[[ MATERIAL FOR THIS TASK open ]]
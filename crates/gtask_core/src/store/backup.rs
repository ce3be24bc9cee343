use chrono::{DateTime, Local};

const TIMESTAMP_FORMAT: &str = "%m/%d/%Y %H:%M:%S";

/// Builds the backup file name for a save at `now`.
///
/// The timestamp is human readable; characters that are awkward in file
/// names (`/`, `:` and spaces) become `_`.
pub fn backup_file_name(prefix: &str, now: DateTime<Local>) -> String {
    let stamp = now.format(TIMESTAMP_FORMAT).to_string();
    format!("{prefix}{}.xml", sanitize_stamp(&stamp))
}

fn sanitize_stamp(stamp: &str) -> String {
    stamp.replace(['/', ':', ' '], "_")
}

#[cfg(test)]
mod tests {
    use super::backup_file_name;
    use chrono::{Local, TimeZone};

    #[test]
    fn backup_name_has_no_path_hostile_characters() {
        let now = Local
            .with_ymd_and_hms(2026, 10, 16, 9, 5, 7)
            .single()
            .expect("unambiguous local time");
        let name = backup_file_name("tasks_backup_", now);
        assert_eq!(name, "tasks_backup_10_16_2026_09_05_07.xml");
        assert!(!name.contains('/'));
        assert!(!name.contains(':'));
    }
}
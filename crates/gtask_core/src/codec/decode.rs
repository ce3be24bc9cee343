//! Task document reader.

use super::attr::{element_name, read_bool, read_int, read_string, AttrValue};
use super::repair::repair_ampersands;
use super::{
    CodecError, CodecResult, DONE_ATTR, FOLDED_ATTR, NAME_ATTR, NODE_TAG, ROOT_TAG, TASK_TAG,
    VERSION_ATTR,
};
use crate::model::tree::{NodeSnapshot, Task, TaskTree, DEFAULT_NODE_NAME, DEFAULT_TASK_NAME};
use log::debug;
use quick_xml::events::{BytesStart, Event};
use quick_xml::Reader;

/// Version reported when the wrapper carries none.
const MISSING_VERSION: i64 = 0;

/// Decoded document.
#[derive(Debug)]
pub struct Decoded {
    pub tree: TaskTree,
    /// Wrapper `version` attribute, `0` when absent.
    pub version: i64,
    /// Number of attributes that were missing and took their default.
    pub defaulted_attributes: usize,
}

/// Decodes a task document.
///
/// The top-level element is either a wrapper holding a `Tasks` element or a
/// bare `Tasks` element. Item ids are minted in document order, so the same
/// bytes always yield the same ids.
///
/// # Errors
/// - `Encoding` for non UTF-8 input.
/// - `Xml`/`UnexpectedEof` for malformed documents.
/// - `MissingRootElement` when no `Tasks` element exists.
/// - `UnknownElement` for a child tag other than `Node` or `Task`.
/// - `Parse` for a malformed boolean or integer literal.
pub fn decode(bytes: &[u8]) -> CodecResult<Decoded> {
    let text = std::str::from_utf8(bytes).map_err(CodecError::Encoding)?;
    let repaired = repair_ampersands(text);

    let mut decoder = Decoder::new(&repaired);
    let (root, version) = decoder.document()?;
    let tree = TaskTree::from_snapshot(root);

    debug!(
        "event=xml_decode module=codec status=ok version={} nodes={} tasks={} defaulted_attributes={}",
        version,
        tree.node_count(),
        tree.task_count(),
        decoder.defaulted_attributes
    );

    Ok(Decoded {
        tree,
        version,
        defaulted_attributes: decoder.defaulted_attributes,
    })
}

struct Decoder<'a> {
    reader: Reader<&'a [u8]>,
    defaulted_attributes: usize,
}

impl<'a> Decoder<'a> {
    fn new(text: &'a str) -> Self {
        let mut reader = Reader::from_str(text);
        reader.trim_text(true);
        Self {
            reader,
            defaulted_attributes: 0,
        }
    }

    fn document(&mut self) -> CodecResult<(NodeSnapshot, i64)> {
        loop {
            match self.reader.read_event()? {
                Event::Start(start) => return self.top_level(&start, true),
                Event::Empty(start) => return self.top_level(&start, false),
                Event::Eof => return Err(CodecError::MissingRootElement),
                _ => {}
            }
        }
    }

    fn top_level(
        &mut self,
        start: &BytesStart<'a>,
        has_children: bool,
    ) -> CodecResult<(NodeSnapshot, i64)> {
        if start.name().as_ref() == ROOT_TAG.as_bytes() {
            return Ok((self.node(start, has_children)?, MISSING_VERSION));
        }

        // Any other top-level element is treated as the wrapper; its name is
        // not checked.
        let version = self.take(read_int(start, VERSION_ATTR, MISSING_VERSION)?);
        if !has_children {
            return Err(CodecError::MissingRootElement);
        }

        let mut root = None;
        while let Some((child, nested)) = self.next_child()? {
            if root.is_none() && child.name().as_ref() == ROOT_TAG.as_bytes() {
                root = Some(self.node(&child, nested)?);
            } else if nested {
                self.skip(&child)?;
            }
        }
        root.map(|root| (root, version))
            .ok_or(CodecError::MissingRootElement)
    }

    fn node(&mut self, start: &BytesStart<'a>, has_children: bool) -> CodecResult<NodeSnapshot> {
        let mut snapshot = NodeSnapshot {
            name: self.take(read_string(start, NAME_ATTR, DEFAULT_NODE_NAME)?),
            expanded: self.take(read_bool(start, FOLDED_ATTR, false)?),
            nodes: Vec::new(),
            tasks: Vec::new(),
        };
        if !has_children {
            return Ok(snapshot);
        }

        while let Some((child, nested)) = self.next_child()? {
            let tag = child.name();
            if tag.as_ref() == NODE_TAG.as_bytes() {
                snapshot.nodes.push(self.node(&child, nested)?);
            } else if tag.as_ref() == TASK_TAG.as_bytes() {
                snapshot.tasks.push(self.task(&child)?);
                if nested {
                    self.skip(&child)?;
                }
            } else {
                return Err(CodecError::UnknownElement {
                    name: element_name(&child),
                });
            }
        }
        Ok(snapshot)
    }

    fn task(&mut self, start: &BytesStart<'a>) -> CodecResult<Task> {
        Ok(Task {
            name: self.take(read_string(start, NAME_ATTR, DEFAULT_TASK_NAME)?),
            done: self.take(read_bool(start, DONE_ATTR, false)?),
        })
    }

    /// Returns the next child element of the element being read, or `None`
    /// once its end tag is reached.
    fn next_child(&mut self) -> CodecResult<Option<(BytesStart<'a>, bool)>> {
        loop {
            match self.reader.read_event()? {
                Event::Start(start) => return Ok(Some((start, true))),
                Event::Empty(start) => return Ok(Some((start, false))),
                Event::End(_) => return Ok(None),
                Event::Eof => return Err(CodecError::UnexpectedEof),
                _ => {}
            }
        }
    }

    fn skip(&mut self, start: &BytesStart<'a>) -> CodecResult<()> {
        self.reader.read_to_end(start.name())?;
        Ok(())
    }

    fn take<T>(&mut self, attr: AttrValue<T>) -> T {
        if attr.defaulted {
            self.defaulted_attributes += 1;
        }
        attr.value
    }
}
[[ MATERIAL FOR THIS TASK closed ]]
TASK DESCRIPTION:
Reproduce every line of the data without changing a word.

PROBLEM SOLUTION:
filename crates/gtask_core/src/store/backup.rs
repository ce3be24bc9cee343
use chrono::{DateTime, Local};

const TIMESTAMP_FORMAT: &str = "%m/%d/%Y %H:%M:%S";

/// Builds the backup file name for a save at `now`.
///
/// The timestamp is human readable; characters that are awkward in file
/// names (`/`, `:` and spaces) become `_`.
pub fn backup_file_name(prefix: &str, now: DateTime<Local>) -> String {
    let stamp = now.format(TIMESTAMP_FORMAT).to_string();
    format!("{prefix}{}.xml", sanitize_stamp(&stamp))
}

fn sanitize_stamp(stamp: &str) -> String {
    stamp.replace(['/', ':', ' '], "_")
}

#[cfg(test)]
mod tests {
    use super::backup_file_name;
    use chrono::{Local, TimeZone};

    #[test]
    fn backup_name_has_no_path_hostile_characters() {
        let now = Local
            .with_ymd_and_hms(2026, 10, 16, 9, 5, 7)
            .single()
            .expect("unambiguous local time");
        let name = backup_file_name("tasks_backup_", now);
        assert_eq!(name, "tasks_backup_10_16_2026_09_05_07.xml");
        assert!(!name.contains('/'));
        assert!(!name.contains(':'));
    }
}
filename crates/gtask_core/src/codec/decode.rs
repository ce3be24bc9cee343
//! Task document reader.

use super::attr::{element_name, read_bool, read_int, read_string, AttrValue};
use super::repair::repair_ampersands;
use super::{
    CodecError, CodecResult, DONE_ATTR, FOLDED_ATTR, NAME_ATTR, NODE_TAG, ROOT_TAG, TASK_TAG,
    VERSION_ATTR,
};
use crate::model::tree::{NodeSnapshot, Task, TaskTree, DEFAULT_NODE_NAME, DEFAULT_TASK_NAME};
use log::debug;
use quick_xml::events::{BytesStart, Event};
use quick_xml::Reader;

/// Version reported when the wrapper carries none.
const MISSING_VERSION: i64 = 0;

/// Decoded document.
#[derive(Debug)]
pub struct Decoded {
    pub tree: TaskTree,
    /// Wrapper `version` attribute, `0` when absent.
    pub version: i64,
    /// Number of attributes that were missing and took their default.
    pub defaulted_attributes: usize,
}

/// Decodes a task document.
///
/// The top-level element is either a wrapper holding a `Tasks` element or a
/// bare `Tasks` element. Item ids are minted in document order, so the same
/// bytes always yield the same ids.
///
/// # Errors
/// - `Encoding` for non UTF-8 input.
/// - `Xml`/`UnexpectedEof` for malformed documents.
/// - `MissingRootElement` when no `Tasks` element exists.
/// - `UnknownElement` for a child tag other than `Node` or `Task`.
/// - `Parse` for a malformed boolean or integer literal.
pub fn decode(bytes: &[u8]) -> CodecResult<Decoded> {
    let text = std::str::from_utf8(bytes).map_err(CodecError::Encoding)?;
    let repaired = repair_ampersands(text);

    let mut decoder = Decoder::new(&repaired);
    let (root, version) = decoder.document()?;
    let tree = TaskTree::from_snapshot(root);

    debug!(
        "event=xml_decode module=codec status=ok version={} nodes={} tasks={} defaulted_attributes={}",
        version,
        tree.node_count(),
        tree.task_count(),
        decoder.defaulted_attributes
    );

    Ok(Decoded {
        tree,
        version,
        defaulted_attributes: decoder.defaulted_attributes,
    })
}

struct Decoder<'a> {
    reader: Reader<&'a [u8]>,
    defaulted_attributes: usize,
}

impl<'a> Decoder<'a> {
    fn new(text: &'a str) -> Self {
        let mut reader = Reader::from_str(text);
        reader.trim_text(true);
        Self {
            reader,
            defaulted_attributes: 0,
        }
    }

    fn document(&mut self) -> CodecResult<(NodeSnapshot, i64)> {
        loop {
            match self.reader.read_event()? {
                Event::Start(start) => return self.top_level(&start, true),
                Event::Empty(start) => return self.top_level(&start, false),
                Event::Eof => return Err(CodecError::MissingRootElement),
                _ => {}
            }
        }
    }

    fn top_level(
        &mut self,
        start: &BytesStart<'a>,
        has_children: bool,
    ) -> CodecResult<(NodeSnapshot, i64)> {
        if start.name().as_ref() == ROOT_TAG.as_bytes() {
            return Ok((self.node(start, has_children)?, MISSING_VERSION));
        }

        // Any other top-level element is treated as the wrapper; its name is
        // not checked.
        let version = self.take(read_int(start, VERSION_ATTR, MISSING_VERSION)?);
        if !has_children {
            return Err(CodecError::MissingRootElement);
        }

        let mut root = None;
        while let Some((child, nested)) = self.next_child()? {
            if root.is_none() && child.name().as_ref() == ROOT_TAG.as_bytes() {
                root = Some(self.node(&child, nested)?);
            } else if nested {
                self.skip(&child)?;
            }
        }
        root.map(|root| (root, version))
            .ok_or(CodecError::MissingRootElement)
    }

    fn node(&mut self, start: &BytesStart<'a>, has_children: bool) -> CodecResult<NodeSnapshot> {
        let mut snapshot = NodeSnapshot {
            name: self.take(read_string(start, NAME_ATTR, DEFAULT_NODE_NAME)?),
            expanded: self.take(read_bool(start, FOLDED_ATTR, false)?),
            nodes: Vec::new(),
            tasks: Vec::new(),
        };
        if !has_children {
            return Ok(snapshot);
        }

        while let Some((child, nested)) = self.next_child()? {
            let tag = child.name();
            if tag.as_ref() == NODE_TAG.as_bytes() {
                snapshot.nodes.push(self.node(&child, nested)?);
            } else if tag.as_ref() == TASK_TAG.as_bytes() {
                snapshot.tasks.push(self.task(&child)?);
                if nested {
                    self.skip(&child)?;
                }
            } else {
                return Err(CodecError::UnknownElement {
                    name: element_name(&child),
                });
            }
        }
        Ok(snapshot)
    }

    fn task(&mut self, start: &BytesStart<'a>) -> CodecResult<Task> {
        Ok(Task {
            name: self.take(read_string(start, NAME_ATTR, DEFAULT_TASK_NAME)?),
            done: self.take(read_bool(start, DONE_ATTR, false)?),
        })
    }

    /// Returns the next child element of the element being read, or `None`
    /// once its end tag is reached.
    fn next_child(&mut self) -> CodecResult<Option<(BytesStart<'a>, bool)>> {
        loop {
            match self.reader.read_event()? {
                Event::Start(start) => return Ok(Some((start, true))),
                Event::Empty(start) => return Ok(Some((start, false))),
                Event::End(_) => return Ok(None),
                Event::Eof => return Err(CodecError::UnexpectedEof),
                _ => {}
            }
        }
    }

    fn skip(&mut self, start: &BytesStart<'a>) -> CodecResult<()> {
        self.reader.read_to_end(start.name())?;
        Ok(())
    }

    fn take<T>(&mut self, attr: AttrValue<T>) -> T {
        if attr.defaulted {
            self.defaulted_attributes += 1;
        }
        attr.value
    }
}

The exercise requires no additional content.